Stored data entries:
▼

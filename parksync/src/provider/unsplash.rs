//! Unsplash photo search provider.

use std::sync::Arc;

use super::http::HttpRequest;
use super::router::ServiceProvider;
use super::types::{DataKind, ProviderError, Service};
use crate::catalog::EntityCatalog;

const SEARCH_URL: &str = "https://api.unsplash.com/search/photos";

/// Number of photos requested per search.
pub const PHOTOS_PER_PAGE: u32 = 10;

/// Builds landscape photo searches for an entity.
///
/// The search query is derived from the entity's catalog name; entities
/// missing from the catalog fall back to their code.
pub struct UnsplashProvider {
    access_key: Option<String>,
    catalog: Arc<EntityCatalog>,
}

impl UnsplashProvider {
    pub fn new(access_key: Option<String>, catalog: Arc<EntityCatalog>) -> Self {
        Self {
            access_key,
            catalog,
        }
    }

    fn query_for(&self, entity_code: &str) -> String {
        let name = self
            .catalog
            .get(entity_code)
            .map(|e| e.name.as_str())
            .unwrap_or(entity_code);
        format!("{} National Park landscape", name)
    }
}

impl ServiceProvider for UnsplashProvider {
    fn service(&self) -> Service {
        Service::Unsplash
    }

    fn build_request(
        &self,
        entity_code: &str,
        kind: DataKind,
    ) -> Result<HttpRequest, ProviderError> {
        if kind != DataKind::Images {
            return Err(ProviderError::UnsupportedKind {
                service: Service::Unsplash,
                kind,
            });
        }
        let key = self
            .access_key
            .as_deref()
            .ok_or(ProviderError::MissingApiKey(Service::Unsplash))?;

        let request = HttpRequest::get(
            SEARCH_URL,
            &[
                ("query", self.query_for(entity_code)),
                ("per_page", PHOTOS_PER_PAGE.to_string()),
                ("orientation", "landscape".to_string()),
            ],
        )?;
        Ok(request.with_header("Authorization", format!("Client-ID {}", key)))
    }
}

#[cfg(test)]
mod tests {
    use super::*;
    use crate::catalog::Entity;

    fn catalog() -> Arc<EntityCatalog> {
        Arc::new(
            EntityCatalog::new(vec![Entity {
                code: "YELL".to_string(),
                name: "Yellowstone".to_string(),
                latitude: 44.6,
                longitude: -110.5,
            }])
            .unwrap(),
        )
    }

    #[test]
    fn test_builds_search_from_catalog_name() {
        let provider = UnsplashProvider::new(Some("key".to_string()), catalog());
        let request = provider.build_request("YELL", DataKind::Images).unwrap();

        assert!(request.url.starts_with(SEARCH_URL));
        assert!(request.url.contains("query=Yellowstone+National+Park+landscape"));
        assert!(request.url.contains("per_page=10"));
        assert_eq!(
            request.headers,
            vec![("Authorization".to_string(), "Client-ID key".to_string())]
        );
    }

    #[test]
    fn test_unknown_entity_falls_back_to_code() {
        let provider = UnsplashProvider::new(Some("key".to_string()), catalog());
        let request = provider.build_request("ZION", DataKind::Images).unwrap();
        assert!(request.url.contains("query=ZION+National+Park"));
    }

    #[test]
    fn test_requires_access_key() {
        let provider = UnsplashProvider::new(None, catalog());
        let err = provider.build_request("YELL", DataKind::Images).unwrap_err();
        assert_eq!(err, ProviderError::MissingApiKey(Service::Unsplash));
    }

    #[test]
    fn test_rejects_other_kinds() {
        let provider = UnsplashProvider::new(Some("key".to_string()), catalog());
        let err = provider.build_request("YELL", DataKind::Details).unwrap_err();
        assert!(matches!(err, ProviderError::UnsupportedKind { .. }));
    }
}
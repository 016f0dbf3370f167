//! `parksync sweep`: refresh the whole catalog in the foreground.

use std::time::Duration;

use console::style;
use indicatif::{ProgressBar, ProgressStyle};
use parksync::app::ParkSyncApp;
use parksync::provider::DataKind;
use parksync::refresh::{SweepState, SweepStatus};

use super::common::format_duration;
use crate::error::CliError;
use crate::runner::CliRunner;

const POLL_INTERVAL: Duration = Duration::from_millis(250);

pub fn run() -> Result<(), CliError> {
    let runner = CliRunner::new()?;
    runner.log_startup("sweep");
    let app = runner.start_app()?;

    let handle = runner.block_on(async { app.controller().start() });

    let cancel = handle.clone();
    ctrlc::set_handler(move || {
        cancel.cancel();
    })
    .map_err(|e| CliError::Config(format!("Failed to set signal handler: {}", e)))?;

    let total = handle.status().total as u64;
    let bar = ProgressBar::new(total);
    bar.set_style(
        ProgressStyle::with_template("{spinner} [{elapsed_precise}] {bar:40} {pos}/{len} {msg}")
            .unwrap_or_else(|_| ProgressStyle::default_bar()),
    );

    let status = runner.block_on(async {
        loop {
            let status = handle.status();
            bar.set_position(status.processed() as u64);
            bar.set_message(current_pair(&app, &status));
            if status.state.is_terminal() {
                break status;
            }
            tokio::select! {
                status = handle.wait() => break status,
                _ = tokio::time::sleep(POLL_INTERVAL) => {}
            }
        }
    });
    bar.finish_and_clear();

    print_summary(&status);
    Ok(())
}

/// Label for the pair the sweep will process next.
fn current_pair(app: &ParkSyncApp, status: &SweepStatus) -> String {
    let codes = app.catalog().codes();
    match (
        codes.get(status.cursor.entity_index),
        DataKind::ALL.get(status.cursor.kind_index),
    ) {
        (Some(code), Some(kind)) => format!("{}/{}", code, kind),
        _ => String::new(),
    }
}

fn print_summary(status: &SweepStatus) {
    let state = match status.state {
        SweepState::Completed => style(status.state.to_string()).green().bold(),
        SweepState::Cancelled => style(status.state.to_string()).yellow().bold(),
        other => style(other.to_string()).bold(),
    };
    println!("Sweep #{} {}", status.sweep_id, state);
    println!("  Succeeded:        {}/{}", status.succeeded, status.total);
    println!("  Failed:           {}", status.failed);
    println!("  Rate-limit waits: {}", status.rate_limited_waits);
    if let (Some(started), Some(finished)) = (status.started_at, status.finished_at) {
        let elapsed = (finished - started).to_std().unwrap_or_default();
        println!("  Elapsed:          {}", format_duration(elapsed));
    }

    if !status.failures.is_empty() {
        println!();
        println!("{}", style("Failures").red().bold());
        for failure in &status.failures {
            println!(
                "  {}/{} [{}] {}",
                failure.entity_code, failure.data_kind, failure.error, failure.message
            );
        }
        let unlisted = status.failed.saturating_sub(status.failures.len());
        if unlisted > 0 {
            println!("  ({} earlier failures not shown)", unlisted);
        }
    }
}
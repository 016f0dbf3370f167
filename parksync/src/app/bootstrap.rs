//! Application bootstrap implementation.
//!
//! Wires the components in dependency order:
//!
//! ```text
//! catalog ──┬──► providers ──► ProviderRouter (Fetcher)
//!           │                          │
//! quotas ───┼──► RateLimiter ──────────┤
//!           │                          ▼
//! cache ────┴──► ArtifactCache ──► FetchOrchestrator ──► RefreshController
//! ```

use std::sync::Arc;

use tracing::info;

use super::config::AppConfig;
use super::error::AppError;
use crate::cache::ArtifactCache;
use crate::catalog::EntityCatalog;
use crate::orchestrator::FetchOrchestrator;
use crate::provider::{
    AsyncHttpClient, Fetcher, NasaProvider, NpsProvider, ProviderRouter, ReqwestClient,
    UnsplashProvider,
};
use crate::rate_limit::RateLimiter;
use crate::refresh::RefreshController;

/// A fully wired parksync application.
///
/// Cheap to share: every component is reference counted.
pub struct ParkSyncApp {
    catalog: Arc<EntityCatalog>,
    orchestrator: FetchOrchestrator,
    controller: Arc<RefreshController>,
}

impl ParkSyncApp {
    /// Start the application with the given configuration.
    ///
    /// Loads the entity catalog and builds the upstream HTTP client.
    ///
    /// # Errors
    ///
    /// Returns an error if the catalog cannot be loaded or the HTTP client
    /// cannot be created.
    pub async fn start(config: AppConfig) -> Result<Self, AppError> {
        let catalog = Arc::new(EntityCatalog::load(&config.catalog_path)?);
        let client: Arc<dyn AsyncHttpClient> = Arc::new(
            ReqwestClient::with_timeout(config.timeout_secs).map_err(AppError::HttpClient)?,
        );
        let router = ProviderRouter::new(client)
            .with_provider(UnsplashProvider::new(
                config.keys.unsplash_access_key.clone(),
                Arc::clone(&catalog),
            ))
            .with_provider(NpsProvider::new(config.keys.nps_api_key.clone()))
            .with_provider(NasaProvider::new(
                config.keys.nasa_api_key.clone(),
                Arc::clone(&catalog),
            ));

        Ok(Self::with_fetcher(config, catalog, Arc::new(router)))
    }

    /// Assemble the application around an existing catalog and fetcher.
    ///
    /// Used by `start()` and by tests that substitute a fake fetcher.
    pub fn with_fetcher(
        config: AppConfig,
        catalog: Arc<EntityCatalog>,
        fetcher: Arc<dyn Fetcher>,
    ) -> Self {
        let limiter = Arc::new(RateLimiter::new(config.quotas.clone()));
        let cache = ArtifactCache::new(config.cache.build());
        let orchestrator = FetchOrchestrator::new(limiter, fetcher, cache);
        let controller = Arc::new(RefreshController::new(
            orchestrator.clone(),
            Arc::clone(&catalog),
            config.sweep.clone(),
        ));

        info!(
            entities = catalog.len(),
            cache = orchestrator.cache().backend_name(),
            courtesy_delay_ms = config.sweep.courtesy_delay.as_millis() as u64,
            "ParkSync application started"
        );

        Self {
            catalog,
            orchestrator,
            controller,
        }
    }

    pub fn catalog(&self) -> &Arc<EntityCatalog> {
        &self.catalog
    }

    pub fn orchestrator(&self) -> &FetchOrchestrator {
        &self.orchestrator
    }

    pub fn limiter(&self) -> &Arc<RateLimiter> {
        self.orchestrator.limiter()
    }

    pub fn cache(&self) -> &ArtifactCache {
        self.orchestrator.cache()
    }

    pub fn controller(&self) -> &Arc<RefreshController> {
        &self.controller
    }

    /// Cancel any running sweep and wait for it to stop.
    pub async fn shutdown(&self) {
        if let Some(handle) = self.controller.current() {
            if handle.is_running() {
                info!("Cancelling refresh sweep for shutdown");
                handle.cancel();
                handle.wait().await;
            }
        }
        info!("ParkSync application stopped");
    }
}
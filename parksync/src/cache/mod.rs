//! Artifact cache.
//!
//! Two layers:
//!
//! - [`Cache`]: domain-agnostic byte store with memory and disk providers
//! - [`ArtifactCache`]: typed `(entity, kind)` → [`Artifact`] mapping on top
//!
//! # Example
//!
//! ```ignore
//! use parksync::cache::{ArtifactCache, CacheBackend};
//!
//! let cache = ArtifactCache::new(CacheBackend::Disk { directory }.build());
//! cache.put(&Artifact::new("YELL", DataKind::Details, payload)).await?;
//! let latest = cache.get("YELL", DataKind::Details).await?;
//! ```

mod artifact;
mod providers;
mod traits;

pub use artifact::{Artifact, ArtifactCache, ArtifactError};
pub use providers::{DiskCacheProvider, MemoryCacheProvider};
pub use traits::{BoxFuture, Cache, ServiceCacheError};

use std::path::PathBuf;
use std::sync::Arc;

/// Which cache provider backs the artifact cache.
#[derive(Debug, Clone, PartialEq, Eq)]
pub enum CacheBackend {
    /// Process memory; contents are lost on exit.
    Memory,
    /// One file per artifact under `directory`.
    Disk { directory: PathBuf },
}

impl CacheBackend {
    /// Create the configured provider.
    pub fn build(&self) -> Arc<dyn Cache> {
        match self {
            CacheBackend::Memory => Arc::new(MemoryCacheProvider::new()),
            CacheBackend::Disk { directory } => Arc::new(DiskCacheProvider::new(directory.clone())),
        }
    }
}
//! `parksync serve`: run the HTTP API until Ctrl+C.

use std::net::SocketAddr;

use clap::Args;
use parksync::api;
use tokio::net::TcpListener;
use tokio_util::sync::CancellationToken;
use tracing::info;

use crate::error::CliError;
use crate::runner::CliRunner;

#[derive(Debug, Args)]
pub struct ServeArgs {
    /// Address to listen on (defaults to server.bind from config)
    #[arg(long)]
    pub bind: Option<String>,

    /// Start a refresh sweep as soon as the server is up
    #[arg(long)]
    pub sweep: bool,
}

pub fn run(args: ServeArgs) -> Result<(), CliError> {
    let runner = CliRunner::new()?;
    runner.log_startup("serve");

    let bind = args
        .bind
        .unwrap_or_else(|| runner.config().server.bind.clone());
    let addr: SocketAddr = bind
        .parse()
        .map_err(|_| CliError::Config(format!("invalid bind address '{}'", bind)))?;

    let app = runner.start_app()?;

    let shutdown = CancellationToken::new();
    let signal = shutdown.clone();
    ctrlc::set_handler(move || {
        println!();
        println!("Received shutdown signal, stopping server...");
        signal.cancel();
    })
    .map_err(|e| CliError::Config(format!("Failed to set signal handler: {}", e)))?;

    runner.block_on(async {
        let listener = TcpListener::bind(addr)
            .await
            .map_err(|e| CliError::Serve(format!("failed to bind {}: {}", addr, e)))?;

        println!("ParkSync v{}", parksync::VERSION);
        println!("Listening on http://{}", addr);
        println!("Parks:      {}", app.catalog().len());
        println!("Cache:      {}", app.cache().backend_name());
        println!();
        println!("Press Ctrl+C to stop");

        if args.sweep {
            let handle = app.controller().start();
            info!(sweep_id = handle.sweep_id(), "Sweep started at launch");
        }

        let result = api::serve(listener, app.clone(), shutdown.cancelled_owned()).await;
        app.shutdown().await;
        result.map_err(|e| CliError::Serve(e.to_string()))
    })?;

    println!("Server stopped.");
    Ok(())
}
//! Shared fixtures for integration tests.

#![allow(dead_code)]

use std::collections::HashSet;
use std::sync::atomic::{AtomicUsize, Ordering};
use std::sync::Arc;
use std::time::Duration;

use bytes::Bytes;
use futures::future::BoxFuture;
use parking_lot::Mutex;

use parksync::app::{AppConfig, ParkSyncApp};
use parksync::catalog::{Entity, EntityCatalog};
use parksync::provider::{DataKind, Fetcher, ProviderError};
use parksync::rate_limit::{QuotaTable, ServiceQuota};
use parksync::refresh::SweepConfig;

/// Fetcher that returns `CODE:kind` and fails for selected pairs.
#[derive(Default)]
pub struct ScriptedFetcher {
    calls: AtomicUsize,
    seen: Mutex<Vec<(String, DataKind)>>,
    failing: Mutex<HashSet<(String, DataKind)>>,
}

impl ScriptedFetcher {
    pub fn fail_on(&self, entity_code: &str, kind: DataKind) {
        self.failing.lock().insert((entity_code.to_string(), kind));
    }

    pub fn calls(&self) -> usize {
        self.calls.load(Ordering::SeqCst)
    }

    pub fn seen(&self) -> Vec<(String, DataKind)> {
        self.seen.lock().clone()
    }
}

impl Fetcher for ScriptedFetcher {
    fn fetch<'a>(
        &'a self,
        entity_code: &'a str,
        kind: DataKind,
    ) -> BoxFuture<'a, Result<Bytes, ProviderError>> {
        Box::pin(async move {
            self.calls.fetch_add(1, Ordering::SeqCst);
            self.seen.lock().push((entity_code.to_string(), kind));
            let key = (entity_code.to_string(), kind);
            if self.failing.lock().contains(&key) {
                return Err(ProviderError::Status {
                    status: 503,
                    url: "https://upstream.invalid".to_string(),
                });
            }
            Ok(Bytes::from(format!("{}:{}", entity_code, kind)))
        })
    }
}

pub fn catalog(codes: &[&str]) -> Arc<EntityCatalog> {
    let entities = codes
        .iter()
        .map(|code| Entity {
            code: code.to_string(),
            name: format!("{} National Park", code),
            latitude: 40.0,
            longitude: -110.0,
        })
        .collect();
    Arc::new(EntityCatalog::new(entities).expect("valid catalog"))
}

pub fn unlimited() -> QuotaTable {
    QuotaTable::uniform(ServiceQuota::new(u32::MAX, Duration::from_secs(3600)))
}

/// Build an app over an in-memory cache and the given fetcher.
pub fn app(
    codes: &[&str],
    quotas: QuotaTable,
    courtesy_delay: Duration,
    fetcher: Arc<ScriptedFetcher>,
) -> Arc<ParkSyncApp> {
    let config = AppConfig::new("unused.json")
        .with_quotas(quotas)
        .with_sweep(SweepConfig::with_courtesy_delay(courtesy_delay));
    Arc::new(ParkSyncApp::with_fetcher(config, catalog(codes), fetcher))
}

▲

_Exercise instructions_
Search the records above for the word "SweepState" and give the number of lines where it occurs, nothing else.

_Task result_
3